Virginia Homeowner gets $60,000 in cash for keys as a result of the BOA's improper attempted foreclosure

While robo-signing has not had much traction in Virginia (most of the time, the judges view such practice as causing no damage to the debtor who remains liable for the debt and who is not facing more than one bank trying to collect the same debt), a Virginia homeowner was recently able to settle a foreclosure-related litigation for some $60,000 in cash.

The homeowner came to us for help after he suspected foul play on behalf of Bank of America attempting to foreclose on a CountryWide loan.  The homeowner had done lots of "homework" on his own was able to pick up on quite a few subtleties in his paperwork.

After reviewing the case, we were able to file certain pleadings exposing BOA's foul play.  We had built a record showing that the Bank was artificially strengthening its position with, at a minimum, improper documents and, at a maximum, outright fraud.  We will never know how the court would have resolved the issue, but the bank certainly did not want to take any chances, even though most robo-signing cases go nowhere in Virginia.  What can I say...  even robo-signing cases are different and it's all about each individual case.

As part of the settlement, the bank also had to correct errors on the homeowner's credit report and remove reporting of the property loan to the credit agencies as a default.  This is because, upon the resolution of the case, not only did the homeowner NOT owe any amount of money to the bank. -- The bank ended up paying money to the homeowner to atone for its earlier conduct.

At the end, all parties were able to move on, and our client was able to get out from under a bad loan with a hefty sum of cash in his pocket.  Not a bad way to have a fresh start, and way better than a straight bankruptcy in this particular case.

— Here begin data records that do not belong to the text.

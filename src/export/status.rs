//! Email status state machine with a cancellable auto-reset.
//!
//! `Idle -> Sending -> {Sent | Error} -> Idle`. The return to idle is a
//! delayed task owned by the [`StatusTracker`]; starting a new export aborts
//! the pending reset so a stale timer never clobbers a newer status.

use serde::{Deserialize, Serialize};
use std::fmt;
use std::sync::atomic::{AtomicU64, Ordering};
use std::sync::{Arc, Mutex};
use std::time::Duration;
use tokio::sync::watch;
use tokio::task::JoinHandle;

/// Email delivery status shown next to the export control.
#[derive(Debug, Clone, Default, PartialEq, Eq, Serialize, Deserialize)]
#[serde(tag = "state", rename_all = "lowercase")]
pub enum EmailStatus {
    /// Nothing in flight
    #[default]
    Idle,
    /// Rendering or emailing
    Sending,
    /// Delivered
    Sent {
        /// Confirmed recipient
        to: String,
    },
    /// Rendering or delivery failed
    Error {
        /// Human-readable cause
        reason: String,
    },
}

impl EmailStatus {
    /// Whether an export is running.
    pub fn is_busy(&self) -> bool {
        matches!(self, EmailStatus::Sending)
    }

    /// Inline status text (empty when idle).
    pub fn display_text(&self) -> String {
        match self {
            EmailStatus::Idle => String::new(),
            EmailStatus::Sending => "sending...".to_string(),
            EmailStatus::Sent { to } => format!("✅ sent to {}", to),
            EmailStatus::Error { reason } => format!("❌ error: {}", reason),
        }
    }
}

impl fmt::Display for EmailStatus {
    fn fmt(&self, f: &mut fmt::Formatter<'_>) -> fmt::Result {
        f.write_str(&self.display_text())
    }
}

/// Owner of one status slot.
///
/// Observers subscribe to a watch channel. Terminal states schedule a reset
/// on the ambient tokio runtime.
pub struct StatusTracker {
    sender: Arc<watch::Sender<EmailStatus>>,
    generation: Arc<AtomicU64>,
    reset: Mutex<Option<JoinHandle<()>>>,
    delay: Duration,
}

impl StatusTracker {
    /// Create an idle tracker resetting after `delay`.
    pub fn new(delay: Duration) -> Self {
        let (sender, _) = watch::channel(EmailStatus::Idle);
        Self {
            sender: Arc::new(sender),
            generation: Arc::new(AtomicU64::new(0)),
            reset: Mutex::new(None),
            delay,
        }
    }

    /// Current status.
    pub fn current(&self) -> EmailStatus {
        self.sender.borrow().clone()
    }

    /// Watch status changes.
    pub fn subscribe(&self) -> watch::Receiver<EmailStatus> {
        self.sender.subscribe()
    }

    /// Enter `Sending`, cancelling any pending reset.
    pub fn begin(&self) {
        self.generation.fetch_add(1, Ordering::SeqCst);
        self.cancel_reset();
        self.sender.send_replace(EmailStatus::Sending);
    }

    /// Enter `Sent` and schedule the reset.
    pub fn finish(&self, to: impl Into<String>) {
        self.settle(EmailStatus::Sent { to: to.into() });
    }

    /// Enter `Error` and schedule the reset.
    pub fn fail(&self, reason: impl Into<String>) {
        self.settle(EmailStatus::Error {
            reason: reason.into(),
        });
    }

    /// Return to `Idle` immediately (nothing was emailed).
    pub fn clear(&self) {
        self.generation.fetch_add(1, Ordering::SeqCst);
        self.cancel_reset();
        self.sender.send_replace(EmailStatus::Idle);
    }

    fn settle(&self, status: EmailStatus) {
        log::debug!("email status: {:?}", status);
        self.sender.send_replace(status);

        let generation = self.generation.load(Ordering::SeqCst);
        let sender = Arc::clone(&self.sender);
        let current = Arc::clone(&self.generation);
        let delay = self.delay;
        let handle = tokio::spawn(async move {
            tokio::time::sleep(delay).await;
            if current.load(Ordering::SeqCst) == generation {
                sender.send_replace(EmailStatus::Idle);
            }
        });

        if let Ok(mut slot) = self.reset.lock() {
            if let Some(previous) = slot.replace(handle) {
                previous.abort();
            }
        }
    }

    fn cancel_reset(&self) {
        if let Ok(mut slot) = self.reset.lock() {
            if let Some(handle) = slot.take() {
                handle.abort();
            }
        }
    }
}

impl Drop for StatusTracker {
    fn drop(&mut self) {
        self.cancel_reset();
    }
}

#[cfg(test)]
mod tests {
    use super::*;

    #[test]
    fn test_display_text() {
        assert_eq!(EmailStatus::Idle.display_text(), "");
        assert_eq!(
            EmailStatus::Sent {
                to: "a@b.com".into()
            }
            .to_string(),
            "✅ sent to a@b.com"
        );
        assert_eq!(
            EmailStatus::Error {
                reason: "HTTP 500".into()
            }
            .to_string(),
            "❌ error: HTTP 500"
        );
    }

    #[tokio::test(start_paused = true)]
    async fn test_reset_after_delay() {
        let tracker = StatusTracker::new(Duration::from_secs(6));
        tracker.begin();
        assert!(tracker.current().is_busy());
        tracker.finish("ops@example.com");

        tokio::time::sleep(Duration::from_millis(5900)).await;
        assert_eq!(
            tracker.current(),
            EmailStatus::Sent {
                to: "ops@example.com".into()
            }
        );

        tokio::time::sleep(Duration::from_millis(200)).await;
        tokio::task::yield_now().await;
        assert_eq!(tracker.current(), EmailStatus::Idle);
    }

    #[tokio::test(start_paused = true)]
    async fn test_new_export_cancels_stale_reset() {
        let tracker = StatusTracker::new(Duration::from_secs(6));
        tracker.begin();
        tracker.fail("HTTP 500");

        tokio::time::sleep(Duration::from_secs(4)).await;
        tracker.begin();
        tracker.finish("ops@example.com");

        // The first reset would have fired at 6 s
        tokio::time::sleep(Duration::from_secs(3)).await;
        tokio::task::yield_now().await;
        assert!(matches!(tracker.current(), EmailStatus::Sent { .. }));

        tokio::time::sleep(Duration::from_secs(4)).await;
        tokio::task::yield_now().await;
        assert_eq!(tracker.current(), EmailStatus::Idle);
    }

    #[tokio::test(start_paused = true)]
    async fn test_subscribers_see_transitions() {
        let tracker = StatusTracker::new(Duration::from_secs(1));
        let mut rx = tracker.subscribe();
        tracker.begin();
        rx.changed().await.unwrap();
        assert_eq!(*rx.borrow_and_update(), EmailStatus::Sending);
        tracker.fail("boom");
        rx.changed().await.unwrap();
        assert!(matches!(*rx.borrow_and_update(), EmailStatus::Error { .. }));
        rx.changed().await.unwrap();
        assert_eq!(*rx.borrow(), EmailStatus::Idle);
    }
}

Wells Forgeo (aka Wells Fargo) Loses a String of Foreclosure Cases

Wells Forgeo (aka Wells Fargo) has been in the news lately after two judges recently ruled that its forgery of documents in foreclosure cases has reached such  epic proportions that turning a blind eye to it by the judges is kinda becoming difficult...
Incidentally, one of the opinions covered below addresses the burden of proof with respect to matters that enjoy a certain "presumption" of validity.  I blogged about that burden of proof a long time ago (expressing a view contrary to that of some major foreclosure defense commentators -- see here), now only to have that viewpoint validated.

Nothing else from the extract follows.